My faith and a passion for others.

What do you like about Raleigh?

I love the people. They’re kind and they’re sincere. They’re fun.

What do you like to do in your free time?

I clean my chicken houses. There’s a lot of parks. I go for a lot of walks with the dogs. I play the harp but just at church. I go to the ballet and the symphony.

Where do like to go for vacations?

I don’t take a vacation.

If you could fix a social problem, what would it be and how would you do it?

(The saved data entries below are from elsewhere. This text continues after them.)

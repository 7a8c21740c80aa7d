//! Error taxonomy for the feed pipeline.
//!
//! Listing-page errors abort the run. Article-level errors are caught per
//! candidate and replaced by a visible placeholder (see
//! [`crate::scrapers::PLACEHOLDER_CONTENT`]).

/// Errors raised while building the feed.
#[derive(Debug, thiserror::Error)]
pub enum BridgeError {
    /// Network or transport failure while fetching a page.
    #[error("could not request {url}: {reason}")]
    Fetch { url: String, reason: String },

    /// An expected structural landmark is missing from the document.
    #[error("page structure not recognised: {0}")]
    Structure(String),

    /// No element's text exactly matches the expected article title.
    #[error("no element matches title {0:?}")]
    MissingContent(String),

    /// Invalid or incomplete configuration.
    #[error("invalid configuration: {0}")]
    Config(String),

    /// Feed serialization or writing failed.
    #[error("could not write feed: {0}")]
    Output(String),
}

impl BridgeError {
    pub fn fetch(url: &str, reason: impl std::fmt::Display) -> Self {
        BridgeError::Fetch {
            url: url.to_string(),
            reason: reason.to_string(),
        }
    }
}

/// Result alias used throughout the crate.
pub type Result<T> = std::result::Result<T, BridgeError>;
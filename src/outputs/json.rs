//! JSON rendering of the feed.
//!
//! Items keep the record shape `{author, title, url, publishedAt, content}`.

use crate::error::{BridgeError, Result};
use crate::models::Feed;
use tracing::{debug, instrument};

/// Render the feed as pretty-printed JSON.
#[instrument(level = "info", skip_all, fields(items = feed.items.len()))]
pub fn render(feed: &Feed) -> Result<String> {
    let json = serde_json::to_string_pretty(feed).map_err(|e| BridgeError::Output(e.to_string()))?;
    debug!(bytes = json.len(), "Rendered JSON feed");
    Ok(json)
}
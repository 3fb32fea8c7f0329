//! Error types for cosim-output.

use thiserror::Error;

use cosim_core::CosimError;

/// Errors that can occur when writing log files.
#[derive(Debug, Error)]
pub enum OutputError {
    #[error("I/O error: {0}")]
    Io(#[from] std::io::Error),

    #[error("CSV write error: {0}")]
    Csv(#[from] csv::Error),

    #[error("log configuration error: {0}")]
    Config(String),

    #[error("could not read slave values: {0}")]
    Slave(#[from] CosimError),
}

/// Alias for `Result<T, OutputError>`.
pub type OutputResult<T> = Result<T, OutputError>;

impl From<OutputError> for CosimError {
    fn from(e: OutputError) -> Self {
        match e {
            OutputError::Io(io) => io.into(),
            OutputError::Config(msg) => CosimError::BadFile(msg),
            OutputError::Slave(e) => e,
            OutputError::Csv(csv) => CosimError::Io { os_code: None, message: csv.to_string() },
        }
    }
}
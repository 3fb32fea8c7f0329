//! Real-time pacing and measured real-time factor.
//!
//! The real-time factor (RTF) is simulated time over wall-clock time.  The
//! timer always measures it, both since the start and over a rolling window
//! of the last `steps_to_monitor` steps.  When real-time simulation is
//! enabled it also tells the caller how long to sleep after each step so the
//! simulation does not run faster than `target × wall clock`.

use std::collections::VecDeque;
use std::time::Instant;

use cosim_core::{CosimError, CosimResult, TimePoint};

pub const DEFAULT_STEPS_TO_MONITOR: usize = 5;

/// Read-only view of the timer's configuration and measurements.
#[derive(Copy, Clone, Debug, PartialEq)]
pub struct RealTimeMetrics {
    pub total_average:    f64,
    pub rolling_average:  f64,
    pub target:           f64,
    pub enabled:          bool,
    pub steps_to_monitor: usize,
}

#[derive(Debug)]
pub struct RealTimeTimer {
    enabled:          bool,
    target:           f64,
    steps_to_monitor: usize,
    /// Pacing reference, reset whenever pacing is (re)configured.
    pace_origin:      Option<(Instant, TimePoint)>,
    measure_origin:   Option<(Instant, TimePoint)>,
    window:           VecDeque<(Instant, TimePoint)>,
    total_average:    f64,
    rolling_average:  f64,
}

impl Default for RealTimeTimer {
    fn default() -> Self {
        Self {
            enabled:          false,
            target:           1.0,
            steps_to_monitor: DEFAULT_STEPS_TO_MONITOR,
            pace_origin:      None,
            measure_origin:   None,
            window:           VecDeque::new(),
            total_average:    0.0,
            rolling_average:  0.0,
        }
    }
}

fn factor(from: (Instant, TimePoint), to: (Instant, TimePoint)) -> f64 {
    let wall = to.0.duration_since(from.0).as_secs_f64();
    if wall <= 0.0 {
        return 0.0;
    }
    (to.1 - from.1).as_secs_f64() / wall
}

impl RealTimeTimer {
    /// Reset all references at simulation time `time`.
    pub fn start(&mut self, time: TimePoint) {
        let now = Instant::now();
        self.pace_origin = Some((now, time));
        self.measure_origin = Some((now, time));
        self.window.clear();
        self.window.push_back((now, time));
    }

    /// Record a completed step ending at `time` and return how long the
    /// caller should sleep to keep pace.
    pub fn step_complete(&mut self, time: TimePoint) -> Option<std::time::Duration> {
        let now = Instant::now();
        let origin = *self.measure_origin.get_or_insert((now, time));
        self.total_average = factor(origin, (now, time));

        self.window.push_back((now, time));
        while self.window.len() > self.steps_to_monitor + 1 {
            self.window.pop_front();
        }
        if let Some(&oldest) = self.window.front() {
            self.rolling_average = factor(oldest, (now, time));
        }

        if !self.enabled {
            return None;
        }
        let Some((wall_origin, sim_origin)) = self.pace_origin else {
            self.pace_origin = Some((now, time));
            return None;
        };
        let due = (time - sim_origin).as_secs_f64() / self.target;
        let elapsed = now.duration_since(wall_origin).as_secs_f64();
        (due > elapsed).then(|| std::time::Duration::from_secs_f64(due - elapsed))
    }

    pub fn enable(&mut self) {
        self.enabled = true;
        self.pace_origin = None;
    }

    pub fn disable(&mut self) {
        self.enabled = false;
    }

    pub fn set_target(&mut self, target: f64) -> CosimResult<()> {
        if !(target.is_finite() && target > 0.0) {
            return Err(CosimError::InvalidArgument(format!(
                "real-time factor target must be positive, got {target}"
            )));
        }
        self.target = target;
        self.pace_origin = None;
        Ok(())
    }

    pub fn set_steps_to_monitor(&mut self, steps: usize) -> CosimResult<()> {
        if steps == 0 {
            return Err(CosimError::InvalidArgument("steps to monitor must be positive".into()));
        }
        self.steps_to_monitor = steps;
        Ok(())
    }

    pub fn metrics(&self) -> RealTimeMetrics {
        RealTimeMetrics {
            total_average:    self.total_average,
            rolling_average:  self.rolling_average,
            target:           self.target,
            enabled:          self.enabled,
            steps_to_monitor: self.steps_to_monitor,
        }
    }
}
//! Observer creation, last-value reads, and time-series queries.

use std::ffi::{c_char, c_int};
use std::path::Path;
use std::sync::Arc;

use cosim_core::{
    CosimError, CosimResult, Duration, SlaveIndex, StepNumber, TimePoint, ValueReference, VariableId,
};
use cosim_engine::{LastValueObserver, Observer, TimeSeriesObserver};
use cosim_output::FileObserver;

use crate::boundary::{self, c_str, call, slice, slice_mut};
use crate::marshal::{stash_strings, variable_type};
use crate::observer::{OBSERVERS, ObserverObject};
use crate::registry::ObserverHandle;
use crate::series::{self, SampleArrays};

fn register(observer: Arc<dyn Observer>) -> ObserverHandle {
    OBSERVERS.insert(ObserverObject::new(observer))
}

// ── Creation ─────────────────────────────────────────────────────────────────

/// Observer keeping the latest value of every variable.
#[unsafe(no_mangle)]
pub extern "C" fn cosim_last_value_observer_create() -> ObserverHandle {
    call(ObserverHandle::NULL, || Ok(register(Arc::new(LastValueObserver::new()))))
}

/// Time-series observer with the default buffer size.
#[unsafe(no_mangle)]
pub extern "C" fn cosim_time_series_observer_create() -> ObserverHandle {
    call(ObserverHandle::NULL, || Ok(register(Arc::new(TimeSeriesObserver::new()))))
}

/// Time-series observer keeping at most `buffer_size` samples per variable.
#[unsafe(no_mangle)]
pub extern "C" fn cosim_buffered_time_series_observer_create(buffer_size: usize) -> ObserverHandle {
    call(ObserverHandle::NULL, || Ok(register(Arc::new(TimeSeriesObserver::with_buffer_size(buffer_size)?))))
}

/// Observer logging every variable of every slave to CSV files in
/// `log_dir`.
///
/// # Safety
/// `log_dir` must be null or a NUL-terminated string.
#[unsafe(no_mangle)]
pub unsafe extern "C" fn cosim_file_observer_create(log_dir: *const c_char) -> ObserverHandle {
    call(ObserverHandle::NULL, || {
        // SAFETY: forwarded caller contract.
        let log_dir = unsafe { c_str(log_dir, "logDir")? };
        Ok(register(Arc::new(FileObserver::new(log_dir))))
    })
}

/// As [`cosim_file_observer_create`], logging what the TOML log
/// configuration at `cfg_path` selects.
///
/// # Safety
/// Both arguments must be null or NUL-terminated strings.
#[unsafe(no_mangle)]
pub unsafe extern "C" fn cosim_file_observer_create_from_cfg(
    log_dir:  *const c_char,
    cfg_path: *const c_char,
) -> ObserverHandle {
    call(ObserverHandle::NULL, || {
        // SAFETY: forwarded caller contract.
        let (log_dir, cfg_path) = unsafe { (c_str(log_dir, "logDir")?, c_str(cfg_path, "cfgPath")?) };
        let observer = FileObserver::with_config(log_dir, Path::new(cfg_path)).map_err(CosimError::from)?;
        Ok(register(Arc::new(observer)))
    })
}

/// Release an observer handle.  An execution it was added to keeps using it.
#[unsafe(no_mangle)]
pub extern "C" fn cosim_observer_destroy(observer: ObserverHandle) -> c_int {
    boundary::status(|| OBSERVERS.remove(observer).map(drop))
}

// ── Last values ──────────────────────────────────────────────────────────────

/// Read through a last-value observer into `nv` values.
///
/// # Safety
/// `variables` must point to `nv` readable references and `values` to `nv`
/// writable `T`s.
unsafe fn last_values<T>(
    observer:  ObserverHandle,
    slave:     c_int,
    variables: *const u32,
    nv:        usize,
    values:    *mut T,
    read:      impl FnOnce(&LastValueObserver, SlaveIndex, &[ValueReference], &mut [T]) -> CosimResult<()>,
) -> c_int {
    boundary::status(|| {
        let observer = OBSERVERS.get(observer)?;
        // SAFETY: forwarded caller contract.
        let (refs, out) = unsafe { (slice(variables, nv, "variables")?, slice_mut(values, nv, "values")?) };
        let refs: Vec<ValueReference> = refs.iter().copied().map(ValueReference).collect();
        read(observer.last_value()?, SlaveIndex(slave), &refs, out)
    })
}

/// # Safety
/// `variables` and `values` must each point to `nv` elements.
#[unsafe(no_mangle)]
pub unsafe extern "C" fn cosim_observer_slave_get_real(
    observer:  ObserverHandle,
    slave:     c_int,
    variables: *const u32,
    nv:        usize,
    values:    *mut f64,
) -> c_int {
    // SAFETY: forwarded caller contract.
    unsafe { last_values(observer, slave, variables, nv, values, LastValueObserver::get_real) }
}

/// # Safety
/// `variables` and `values` must each point to `nv` elements.
#[unsafe(no_mangle)]
pub unsafe extern "C" fn cosim_observer_slave_get_integer(
    observer:  ObserverHandle,
    slave:     c_int,
    variables: *const u32,
    nv:        usize,
    values:    *mut c_int,
) -> c_int {
    // SAFETY: forwarded caller contract.
    unsafe { last_values(observer, slave, variables, nv, values, LastValueObserver::get_integer) }
}

/// # Safety
/// `variables` and `values` must each point to `nv` elements.
#[unsafe(no_mangle)]
pub unsafe extern "C" fn cosim_observer_slave_get_boolean(
    observer:  ObserverHandle,
    slave:     c_int,
    variables: *const u32,
    nv:        usize,
    values:    *mut bool,
) -> c_int {
    // SAFETY: forwarded caller contract.
    unsafe { last_values(observer, slave, variables, nv, values, LastValueObserver::get_boolean) }
}

/// The returned strings live in a per-thread buffer and stay valid until
/// the next string read on this thread.
///
/// # Safety
/// `variables` and `values` must each point to `nv` elements.
#[unsafe(no_mangle)]
pub unsafe extern "C" fn cosim_observer_slave_get_string(
    observer:  ObserverHandle,
    slave:     c_int,
    variables: *const u32,
    nv:        usize,
    values:    *mut *const c_char,
) -> c_int {
    // SAFETY: forwarded caller contract.
    unsafe {
        last_values(observer, slave, variables, nv, values, |observer, slave, refs, out| {
            let mut strings = vec![String::new(); refs.len()];
            observer.get_string(slave, refs, &mut strings)?;
            stash_strings(strings, out);
            Ok(())
        })
    }
}

// ── Time series ──────────────────────────────────────────────────────────────

fn observed_variable(slave: c_int, kind: c_int, reference: u32) -> CosimResult<VariableId> {
    Ok(VariableId::new(SlaveIndex(slave), variable_type(kind)?, ValueReference(reference)))
}

/// Start buffering samples of a variable (real or integer).
#[unsafe(no_mangle)]
pub extern "C" fn cosim_observer_start_observing(
    observer:  ObserverHandle,
    slave:     c_int,
    kind:      c_int,
    reference: u32,
) -> c_int {
    boundary::status(|| {
        let variable = observed_variable(slave, kind, reference)?;
        OBSERVERS.get(observer)?.time_series()?.start_observing(variable)
    })
}

/// Stop buffering samples of a variable and drop those buffered.
#[unsafe(no_mangle)]
pub extern "C" fn cosim_observer_stop_observing(
    observer:  ObserverHandle,
    slave:     c_int,
    kind:      c_int,
    reference: u32,
) -> c_int {
    boundary::status(|| {
        let variable = observed_variable(slave, kind, reference)?;
        OBSERVERS.get(observer)?.time_series()?.stop_observing(variable)
    })
}

/// Read up to `n_samples` samples from the first buffered step at or after
/// `from_step`.  Returns the number read, or -1.
///
/// # Safety
/// `values`, `steps` and `times` must each point to `n_samples` writable
/// elements.
#[unsafe(no_mangle)]
#[allow(clippy::too_many_arguments)]
pub unsafe extern "C" fn cosim_observer_slave_get_real_samples(
    observer:  ObserverHandle,
    slave:     c_int,
    reference: u32,
    from_step: i64,
    n_samples: usize,
    values:    *mut f64,
    steps:     *mut i64,
    times:     *mut i64,
) -> i64 {
    call(-1, || {
        let observer = OBSERVERS.get(observer)?;
        // SAFETY: forwarded caller contract.
        let out = unsafe {
            SampleArrays {
                values: slice_mut(values, n_samples, "values")?,
                steps:  slice_mut(steps, n_samples, "steps")?,
                times:  slice_mut(times, n_samples, "times")?,
            }
        };
        let n = series::real_samples(&observer, SlaveIndex(slave), ValueReference(reference), StepNumber(from_step), out)?;
        Ok(n as i64)
    })
}

/// # Safety
/// `values`, `steps` and `times` must each point to `n_samples` writable
/// elements.
#[unsafe(no_mangle)]
#[allow(clippy::too_many_arguments)]
pub unsafe extern "C" fn cosim_observer_slave_get_integer_samples(
    observer:  ObserverHandle,
    slave:     c_int,
    reference: u32,
    from_step: i64,
    n_samples: usize,
    values:    *mut c_int,
    steps:     *mut i64,
    times:     *mut i64,
) -> i64 {
    call(-1, || {
        let observer = OBSERVERS.get(observer)?;
        // SAFETY: forwarded caller contract.
        let out = unsafe {
            SampleArrays {
                values: slice_mut(values, n_samples, "values")?,
                steps:  slice_mut(steps, n_samples, "steps")?,
                times:  slice_mut(times, n_samples, "times")?,
            }
        };
        let n =
            series::integer_samples(&observer, SlaveIndex(slave), ValueReference(reference), StepNumber(from_step), out)?;
        Ok(n as i64)
    })
}

/// Read two real series aligned by step number.  Returns the number of
/// pairs read, or -1.
///
/// # Safety
/// `values1` and `values2` must each point to `n_samples` writable doubles.
#[unsafe(no_mangle)]
#[allow(clippy::too_many_arguments)]
pub unsafe extern "C" fn cosim_observer_slave_get_real_synchronized_series(
    observer:   ObserverHandle,
    slave1:     c_int,
    reference1: u32,
    slave2:     c_int,
    reference2: u32,
    from_step:  i64,
    n_samples:  usize,
    values1:    *mut f64,
    values2:    *mut f64,
) -> i64 {
    call(-1, || {
        let observer = OBSERVERS.get(observer)?;
        // SAFETY: forwarded caller contract.
        let (first, second) =
            unsafe { (slice_mut(values1, n_samples, "values1")?, slice_mut(values2, n_samples, "values2")?) };
        let n = series::synchronized_real_series(
            &observer,
            (SlaveIndex(slave1), ValueReference(reference1)),
            (SlaveIndex(slave2), ValueReference(reference2)),
            StepNumber(from_step),
            first,
            second,
        )?;
        Ok(n as i64)
    })
}

/// # Safety
/// `steps` must point to two writable step numbers.
unsafe fn step_pair<'a>(steps: *mut i64) -> CosimResult<&'a mut [i64; 2]> {
    // SAFETY: forwarded caller contract.
    let steps = unsafe { slice_mut(steps, 2, "steps")? };
    <&mut [i64; 2]>::try_from(steps).map_err(|_| CosimError::InvalidArgument("'steps' must hold two elements".into()))
}

/// Write the first and last step of the trailing `duration` (ns) of the
/// buffered history into `steps[0]` and `steps[1]`.
///
/// # Safety
/// `steps` must point to two writable step numbers.
#[unsafe(no_mangle)]
pub unsafe extern "C" fn cosim_observer_get_step_numbers_for_duration(
    observer: ObserverHandle,
    slave:    c_int,
    duration: i64,
    steps:    *mut i64,
) -> c_int {
    boundary::status(|| {
        let observer = OBSERVERS.get(observer)?;
        // SAFETY: forwarded caller contract.
        let steps = unsafe { step_pair(steps)? };
        series::step_numbers_for_duration(&observer, SlaveIndex(slave), Duration(duration), steps)
    })
}

/// Write the first and last buffered step within `[begin, end]` (ns).
///
/// # Safety
/// `steps` must point to two writable step numbers.
#[unsafe(no_mangle)]
pub unsafe extern "C" fn cosim_observer_get_step_numbers(
    observer: ObserverHandle,
    slave:    c_int,
    begin:    i64,
    end:      i64,
    steps:    *mut i64,
) -> c_int {
    boundary::status(|| {
        let observer = OBSERVERS.get(observer)?;
        // SAFETY: forwarded caller contract.
        let steps = unsafe { step_pair(steps)? };
        series::step_numbers(&observer, SlaveIndex(slave), TimePoint(begin), TimePoint(end), steps)
    })
}
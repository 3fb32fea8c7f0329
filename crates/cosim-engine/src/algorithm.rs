//! Master algorithms: how large the next macro step is.
//!
//! The execution asks its algorithm for a step size before each step and
//! reports back after every slave completed it.  Algorithms are shared
//! (`Arc<Mutex<_>>`) so a caller can keep configuring one after handing it
//! to an execution, e.g. adding ECCO power bonds once slave indices exist.

use std::sync::Arc;

use parking_lot::Mutex;
use tracing::trace;

use cosim_core::{CosimError, CosimResult, Duration, SlaveIndex, TimePoint, ValueReference};

/// Read access to slave outputs after a completed step.
pub trait SlaveReader {
    fn read_real(&self, slave: SlaveIndex, reference: ValueReference) -> CosimResult<f64>;
}

/// Decides the macro step size.
pub trait Algorithm: Send {
    /// Size of the next macro step.
    fn step_size(&self) -> Duration;

    /// Called once when the owning execution initializes.
    fn initialize(&mut self, _start: TimePoint) {}

    /// Called after all slaves completed a step of `step`.
    fn step_complete(&mut self, _step: Duration, _slaves: &dyn SlaveReader) -> CosimResult<()> {
        Ok(())
    }
}

/// An algorithm shared between an execution and whoever configures it.
pub type SharedAlgorithm = Arc<Mutex<dyn Algorithm>>;

// ── Fixed step ───────────────────────────────────────────────────────────────

/// Every macro step has the same length.
#[derive(Debug)]
pub struct FixedStepAlgorithm {
    step: Duration,
}

impl FixedStepAlgorithm {
    pub fn new(step: Duration) -> CosimResult<Self> {
        if !step.is_positive() {
            return Err(CosimError::InvalidArgument(format!(
                "step size must be positive, got {step}"
            )));
        }
        Ok(Self { step })
    }
}

impl Algorithm for FixedStepAlgorithm {
    fn step_size(&self) -> Duration {
        self.step
    }
}

// ── ECCO ─────────────────────────────────────────────────────────────────────

/// Tuning of the energy-conservation step-size controller.
///
/// Sizes are in seconds; rates are multiplicative bounds on how much the
/// step may change between two consecutive steps.
#[derive(Clone, Debug, PartialEq)]
pub struct EccoParams {
    pub safety_factor:   f64,
    pub step_size:       f64,
    pub min_step_size:   f64,
    pub max_step_size:   f64,
    pub min_change_rate: f64,
    pub max_change_rate: f64,
    pub abs_tolerance:   f64,
    pub rel_tolerance:   f64,
    pub p_gain:          f64,
    pub i_gain:          f64,
}

impl Default for EccoParams {
    fn default() -> Self {
        Self {
            safety_factor:   0.8,
            step_size:       1e-4,
            min_step_size:   1e-4,
            max_step_size:   0.01,
            min_change_rate: 0.2,
            max_change_rate: 1.5,
            abs_tolerance:   1e-4,
            rel_tolerance:   1e-4,
            p_gain:          0.2,
            i_gain:          0.15,
        }
    }
}

impl EccoParams {
    fn validate(&self) -> CosimResult<()> {
        let invalid = |what: &str| Err(CosimError::InvalidArgument(format!("ECCO: {what}")));
        if !(self.min_step_size > 0.0 && self.min_step_size <= self.max_step_size) {
            return invalid("step size bounds must satisfy 0 < min <= max");
        }
        if !(self.min_step_size..=self.max_step_size).contains(&self.step_size) {
            return invalid("initial step size must lie within the step size bounds");
        }
        if !(self.min_change_rate > 0.0 && self.min_change_rate <= self.max_change_rate) {
            return invalid("change rate bounds must satisfy 0 < min <= max");
        }
        if !(self.safety_factor > 0.0 && self.abs_tolerance >= 0.0 && self.rel_tolerance >= 0.0) {
            return invalid("safety factor must be positive and tolerances non-negative");
        }
        if self.abs_tolerance == 0.0 && self.rel_tolerance == 0.0 {
            return invalid("at least one tolerance must be positive");
        }
        Ok(())
    }
}

/// Two coupled ports exchanging power: each side has an output (flow or
/// effort) and an input (the conjugate variable).
#[derive(Copy, Clone, Debug, PartialEq, Eq)]
pub struct PowerBond {
    pub slave_a:  SlaveIndex,
    pub output_a: ValueReference,
    pub input_a:  ValueReference,
    pub slave_b:  SlaveIndex,
    pub output_b: ValueReference,
    pub input_b:  ValueReference,
}

/// Adaptive step size from the power residual across power bonds, with a
/// PI controller on the normalized residual.
#[derive(Debug)]
pub struct EccoAlgorithm {
    params:     EccoParams,
    bonds:      Vec<PowerBond>,
    step:       f64,
    prev_error: Option<f64>,
}

impl EccoAlgorithm {
    pub fn new(params: EccoParams) -> CosimResult<Self> {
        params.validate()?;
        let step = params.step_size;
        Ok(Self { params, bonds: Vec::new(), step, prev_error: None })
    }

    pub fn add_power_bond(&mut self, bond: PowerBond) {
        self.bonds.push(bond);
    }

    pub fn power_bonds(&self) -> &[PowerBond] {
        &self.bonds
    }

    pub fn params(&self) -> &EccoParams {
        &self.params
    }

    /// Largest normalized power residual over all bonds.
    fn residual(&self, slaves: &dyn SlaveReader) -> CosimResult<f64> {
        let mut worst: f64 = 0.0;
        for bond in &self.bonds {
            let power_a = slaves.read_real(bond.slave_a, bond.output_a)?
                * slaves.read_real(bond.slave_a, bond.input_a)?;
            let power_b = slaves.read_real(bond.slave_b, bond.output_b)?
                * slaves.read_real(bond.slave_b, bond.input_b)?;
            let scale = self.params.abs_tolerance
                + self.params.rel_tolerance * power_a.abs().max(power_b.abs());
            worst = worst.max((power_a - power_b).abs() / scale);
        }
        Ok(worst)
    }
}

impl Algorithm for EccoAlgorithm {
    fn step_size(&self) -> Duration {
        Duration::from_secs_f64(self.step).max(Duration(1))
    }

    fn initialize(&mut self, _start: TimePoint) {
        self.step = self.params.step_size;
        self.prev_error = None;
    }

    fn step_complete(&mut self, _step: Duration, slaves: &dyn SlaveReader) -> CosimResult<()> {
        if self.bonds.is_empty() {
            return Ok(());
        }
        let p = &self.params;
        let error = self.residual(slaves)?;

        let rate = if error <= f64::EPSILON {
            p.max_change_rate
        } else {
            let prev = self.prev_error.unwrap_or(error).max(f64::EPSILON);
            p.safety_factor * error.powf(-p.i_gain) * (prev / error).powf(p.p_gain)
        };
        let rate = rate.clamp(p.min_change_rate, p.max_change_rate);
        self.step = (self.step * rate).clamp(p.min_step_size, p.max_step_size);
        self.prev_error = Some(error.max(f64::EPSILON));
        trace!(error, rate, step = self.step, "ecco step size adapted");
        Ok(())
    }
}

If you can teach people to love, a lot of the other things will go away. It’s one of the things we do at Christian Veterinary Mission. If we teach people to care for their animals, they then care for their children, and then they respect each other. So the abuse and all of that goes away. They develop a better sense of self and they will start to take care of themselves better and the suicides rates will drop. I’ve seen that in places over the years with Native Americans.

What inspires you?

My faith is part of that. Every day, the sun comes up and it’s a new day, and we can make a difference in that day. So you want to use it to the fullest.

What is your favorite movie?

Cinderella. It has a happy ending and there are animals in it.

What are you reading?

Restoring Broken Things, on how to help people who are broken; Rework, on redefining your business; and Aha, on finding that God moment in every day.

What is something people don’t know about you?

The harp is my secret.

What is your philosophy of life?

Live every day to the fullest as God intended.